Best practices for developing an evaluation set

  • Consider each sample, or group of samples, in the evaluation set as a unit test. That is, each sample should correspond to a specific scenario with an explicit expected outcome. For example, consider testing longer contexts, multi-hop reasoning, and ability to infer answers from indirect evidence.
  • Consider testing adversarial scenarios from malicious users.
  • There is no specific guideline on the number of questions to include in an evaluation set, but clear signals from high-quality data typically perform better than noisy signals from weak data.
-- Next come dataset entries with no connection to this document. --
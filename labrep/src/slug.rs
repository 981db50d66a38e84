use anyhow::{bail, Result};
use regex::Regex;
use std::sync::LazyLock;

/// Characters that are not allowed in a project directory name.
static UNSAFE_CHARS: LazyLock<Regex> = LazyLock::new(|| Regex::new(r#"[/\\:*?"<>|]"#).unwrap());

/// Derives the project identifier from the student's identity fields.
///
/// The four fields are joined with underscores, then every character of
/// `/ \ : * ? " < > |` and every space becomes an underscore.
///
/// Distinct inputs can map to the same identifier (`"A B"` and `"A_B"` both give
/// `"A_B"`). Callers treat an equal identifier as the same project: a save under a
/// colliding identifier overwrites the earlier project.
pub fn slugify(name: &str, npm: &str, course: &str, title: &str) -> String {
    let base = format!("{}_{}_{}_{}", name, npm, course, title);
    UNSAFE_CHARS.replace_all(&base, "_").replace(' ', "_")
}

/// Checks that `value` can be used as a single path component under the upload root.
///
/// Project ids, section ids and upload folders all become file or directory names.
/// Empty values, `.`, `..` and anything containing `/`, `\` or NUL are rejected.
///
/// # Errors
///
/// Returns an error naming `what` when `value` is not a safe component.
pub fn ensure_path_component(what: &str, value: &str) -> Result<()> {
    if value.is_empty() || value == "." || value == ".." {
        bail!("Invalid {}: {:?}", what, value);
    }
    if value.contains(['/', '\\', '\0']) {
        bail!("Invalid {} {:?}: contains a path separator or NUL", what, value);
    }
    Ok(())
}

#[cfg(test)]
mod tests {
    use super::*;

    #[test]
    fn test_slugify_spaces() {
        assert_eq!(slugify("A B", "1", "C D", "E"), "A_B_1_C_D_E");
    }

    #[test]
    fn test_slugify_unsafe_characters() {
        for ch in ['/', '\\', ':', '*', '?', '"', '<', '>', '|'] {
            let title = format!("x{}y", ch);
            assert_eq!(slugify("n", "1", "c", &title), "n_1_c_x_y", "char {:?}", ch);
        }
        assert_eq!(
            slugify("Budi", "2024/01", "Basis Data", "Join: Inner?"),
            "Budi_2024_01_Basis_Data_Join__Inner_"
        );
    }

    #[test]
    fn test_slugify_collisions_are_not_detected() {
        assert_eq!(slugify("A B", "1", "C", "D"), slugify("A_B", "1", "C", "D"));
        assert_eq!(slugify("A", "1", "C", "D/E"), slugify("A", "1", "C", "D E"));
    }

    #[test]
    fn test_slugify_keeps_other_characters() {
        assert_eq!(slugify("Ána", "07", "Web-1", "CSS (dasar)"), "Ána_07_Web-1_CSS_(dasar)");
    }

    #[test]
    fn test_ensure_path_component() {
        for ok in ["1", "intro", "Budi_123_Basis_Data_Join", "a..b", ".hidden"] {
            assert!(ensure_path_component("id", ok).is_ok(), "{:?}", ok);
        }
        for bad in ["", ".", "..", "x/y", "../outside", "a\\b", "nul\0byte"] {
            let err = ensure_path_component("id", bad).unwrap_err();
            assert!(err.to_string().starts_with("Invalid id"), "{:?}", bad);
        }
    }

    #[test]
    fn test_slugify_output_is_a_path_component() {
        let slug = slugify("A/B", "1\\2", "..", "T");
        assert!(ensure_path_component("project id", &slug).is_ok());
    }
}
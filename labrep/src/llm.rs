use anyhow::{anyhow, bail, Result};
use openai_tools::chat::request::ChatCompletion;
use openai_tools::common::message::Message;
use openai_tools::common::role::Role;
use regex::Regex;
use std::sync::LazyLock;

/// Default model to use when OPENAI_API_MODEL is not set
pub const DEFAULT_MODEL: &str = "gpt-4o-mini";

static DOCUMENTCLASS: LazyLock<Regex> =
    LazyLock::new(|| Regex::new(r"\\documentclass(\[.*?\])?\{.*?\}").unwrap());
static USEPACKAGE: LazyLock<Regex> =
    LazyLock::new(|| Regex::new(r"\\usepackage(\[.*?\])?\{.*?\}").unwrap());
static DOCUMENT_ENV: LazyLock<Regex> =
    LazyLock::new(|| Regex::new(r"\\(?:begin|end)\{document\}").unwrap());
static EXCESS_NEWLINES: LazyLock<Regex> = LazyLock::new(|| Regex::new(r"\n{3,}").unwrap());
static NEWLINES_AFTER_ENV: LazyLock<Regex> =
    LazyLock::new(|| Regex::new(r"(\\(?:begin|end)\{[^}]*\})\n+").unwrap());
static NEWLINE_BEFORE_ITEM: LazyLock<Regex> =
    LazyLock::new(|| Regex::new(r"\n\s*\\item").unwrap());
/// A `%` comment running to the end of its line; `\%` is a literal percent sign.
static LINE_COMMENT: LazyLock<Regex> =
    LazyLock::new(|| Regex::new(r"(^|[^\\])%[^\n]*\n").unwrap());

const CONVERSION_PROMPT: &str = r"Convert the following text to LaTeX format, but DO NOT include any LaTeX document preamble (no \documentclass, \usepackage, \begin{document}, etc). Just provide the content LaTeX commands:";

const CONVERSION_RULES: &str = r"Ensure the output uses proper LaTeX syntax like \section, \textbf, \item, etc. Do not add any document structure commands.";

const PRESERVE_RULE: &str = "Preserve the original formatting as much as possible.";

/// Check if LLM processing is available (OPENAI_API_KEY is set)
pub fn is_llm_available() -> bool {
    std::env::var("OPENAI_API_KEY").is_ok_and(|key| !key.trim().is_empty())
}

/// Returns the value of OPENAI_API_MODEL environment variable, or DEFAULT_MODEL if not set.
pub fn get_model_id() -> String {
    std::env::var("OPENAI_API_MODEL").unwrap_or_else(|_| DEFAULT_MODEL.to_string())
}

pub fn build_conversion_prompt(text: &str, preserve: bool) -> String {
    let mut prompt = format!("{}\n\n{}\n\n{}", CONVERSION_PROMPT, text, CONVERSION_RULES);
    if preserve {
        prompt.push('\n');
        prompt.push_str(PRESERVE_RULE);
    }
    prompt
}

/// Converts free text into a LaTeX body fragment with the configured chat model.
///
/// # Arguments
///
/// * `text` - The text to convert.
/// * `preserve` - Ask the model to keep the original formatting.
///
/// # Returns
///
/// The model's answer after [`clean_llm_latex`].
///
/// # Errors
///
/// Returns an error if `text` is empty, no API key is configured, or the request fails.
pub async fn convert_to_latex(text: &str, preserve: bool) -> Result<String> {
    if text.trim().is_empty() {
        bail!("Text is empty");
    }
    if !is_llm_available() {
        bail!("LLM conversion is not available: OPENAI_API_KEY is not set");
    }

    let model_id = get_model_id();
    tracing::info!("Converting {} chars to LaTeX with {}", text.chars().count(), model_id);
    let message = Message::from_string(Role::User, build_conversion_prompt(text, preserve));

    let mut chat = ChatCompletion::new();
    let response = chat
        .model_id(&model_id)
        .messages(vec![message])
        .temperature(0.0)
        .chat()
        .await
        .map_err(|e| anyhow!("LLM LaTeX conversion failed: {}", e))?;

    let raw = response
        .choices
        .first()
        .and_then(|c| c.message.content.as_ref())
        .and_then(|c| c.text.as_ref())
        .map(|t| t.to_string())
        .unwrap_or_default();

    Ok(clean_llm_latex(&raw))
}

/// Strips document scaffolding, comments and stray blank lines from a model answer.
pub fn clean_llm_latex(raw: &str) -> String {
    let text = raw.trim();
    let text = DOCUMENTCLASS.replace_all(text, "");
    let text = USEPACKAGE.replace_all(&text, "");
    let text = DOCUMENT_ENV.replace_all(&text, "");
    let text = EXCESS_NEWLINES.replace_all(&text, "\n\n");
    let text = NEWLINES_AFTER_ENV.replace_all(&text, "${1}");
    let text = NEWLINE_BEFORE_ITEM.replace_all(&text, r"\item");
    let text = LINE_COMMENT.replace_all(&text, "${1}\n");
    text.trim().to_string()
}
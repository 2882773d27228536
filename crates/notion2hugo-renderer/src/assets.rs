//! Downloading embedded media next to the rendered page.

use std::future::Future;
use std::path::{Path, PathBuf};
use std::time::Duration;

use tokio::io::AsyncWriteExt;

use crate::error::AssetError;

/// Persists a remote resource under a deterministic local name.
pub trait AssetExtractor {
    /// Save the resource at `url` as `dest_dir/filename`, replacing any file
    /// already there, and return the written path.
    fn extract_asset(
        &self,
        url: &str,
        dest_dir: &Path,
        filename: &str,
    ) -> impl Future<Output = Result<PathBuf, AssetError>> + Send;
}

/// [`AssetExtractor`] that fetches over HTTP(S).
///
/// The body is streamed into `<filename>.part` and renamed into place once
/// complete, so an interrupted download never leaves a truncated asset behind.
#[derive(Debug, Clone)]
pub struct HttpAssetExtractor {
    client: reqwest::Client,
}

impl HttpAssetExtractor {
    /// Build an extractor whose requests give up after `timeout`.
    pub fn new(timeout: Duration) -> Result<Self, reqwest::Error> {
        let client = reqwest::Client::builder().timeout(timeout).build()?;
        Ok(Self { client })
    }
}

impl AssetExtractor for HttpAssetExtractor {
    async fn extract_asset(
        &self,
        url: &str,
        dest_dir: &Path,
        filename: &str,
    ) -> Result<PathBuf, AssetError> {
        tokio::fs::create_dir_all(dest_dir)
            .await
            .map_err(|source| AssetError::Io {
                path: dest_dir.to_path_buf(),
                source,
            })?;

        let network_error = |source| AssetError::Network {
            url: url.to_owned(),
            filename: filename.to_owned(),
            source,
        };

        let mut response = self.client.get(url).send().await.map_err(network_error)?;
        let status = response.status();
        if !status.is_success() {
            return Err(AssetError::Status {
                url: url.to_owned(),
                filename: filename.to_owned(),
                status: status.as_u16(),
            });
        }

        let target = dest_dir.join(filename);
        let partial = dest_dir.join(format!("{filename}.part"));
        if let Err(err) = stream_to_file(&mut response, &partial, network_error).await {
            let _ = tokio::fs::remove_file(&partial).await;
            return Err(err);
        }
        if let Err(source) = tokio::fs::rename(&partial, &target).await {
            let _ = tokio::fs::remove_file(&partial).await;
            return Err(AssetError::Io {
                path: target,
                source,
            });
        }

        tracing::debug!(path = %target.display(), "saved asset");
        Ok(target)
    }
}

async fn stream_to_file(
    response: &mut reqwest::Response,
    path: &Path,
    network_error: impl Fn(reqwest::Error) -> AssetError,
) -> Result<(), AssetError> {
    let io_error = |source| AssetError::Io {
        path: path.to_path_buf(),
        source,
    };

    let mut file = tokio::fs::File::create(path).await.map_err(io_error)?;
    while let Some(chunk) = response.chunk().await.map_err(&network_error)? {
        file.write_all(&chunk).await.map_err(io_error)?;
    }
    file.flush().await.map_err(io_error)?;
    Ok(())
}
  • Consider including examples that are very challenging, even for humans to answer.
  • Whether you are building a general-purpose application or targeting a specific domain, your app will likely encounter a wide variety of questions. The evaluation set should reflect that. For example, if you are creating an application to field specific HR questions, you should still consider testing other domains (for example, operations), to ensure that the application does not hallucinate or provide harmful responses.
  • High-quality, consistent human-generated labels are the best way to ensure that the ground truth values that you provide to the application accurately reflect the desired behavior. Some steps to ensure high-quality human labels are the following:
    • Aggregate responses (labels) from multiple human labelers for the same question.
    • Ensure that labeling instructions are clear and that the human labelers are consistent.
    • Ensure that the conditions for the human-labeling process are identical to the format of requests submitted to the RAG application.
  • Human labelers are by nature noisy and inconsistent, for example due to different interpretations of the question. This is an important part of the process. Using human labeling can reveal interpretations of questions that you had not considered, and that might provide insight into behavior you observe in your application.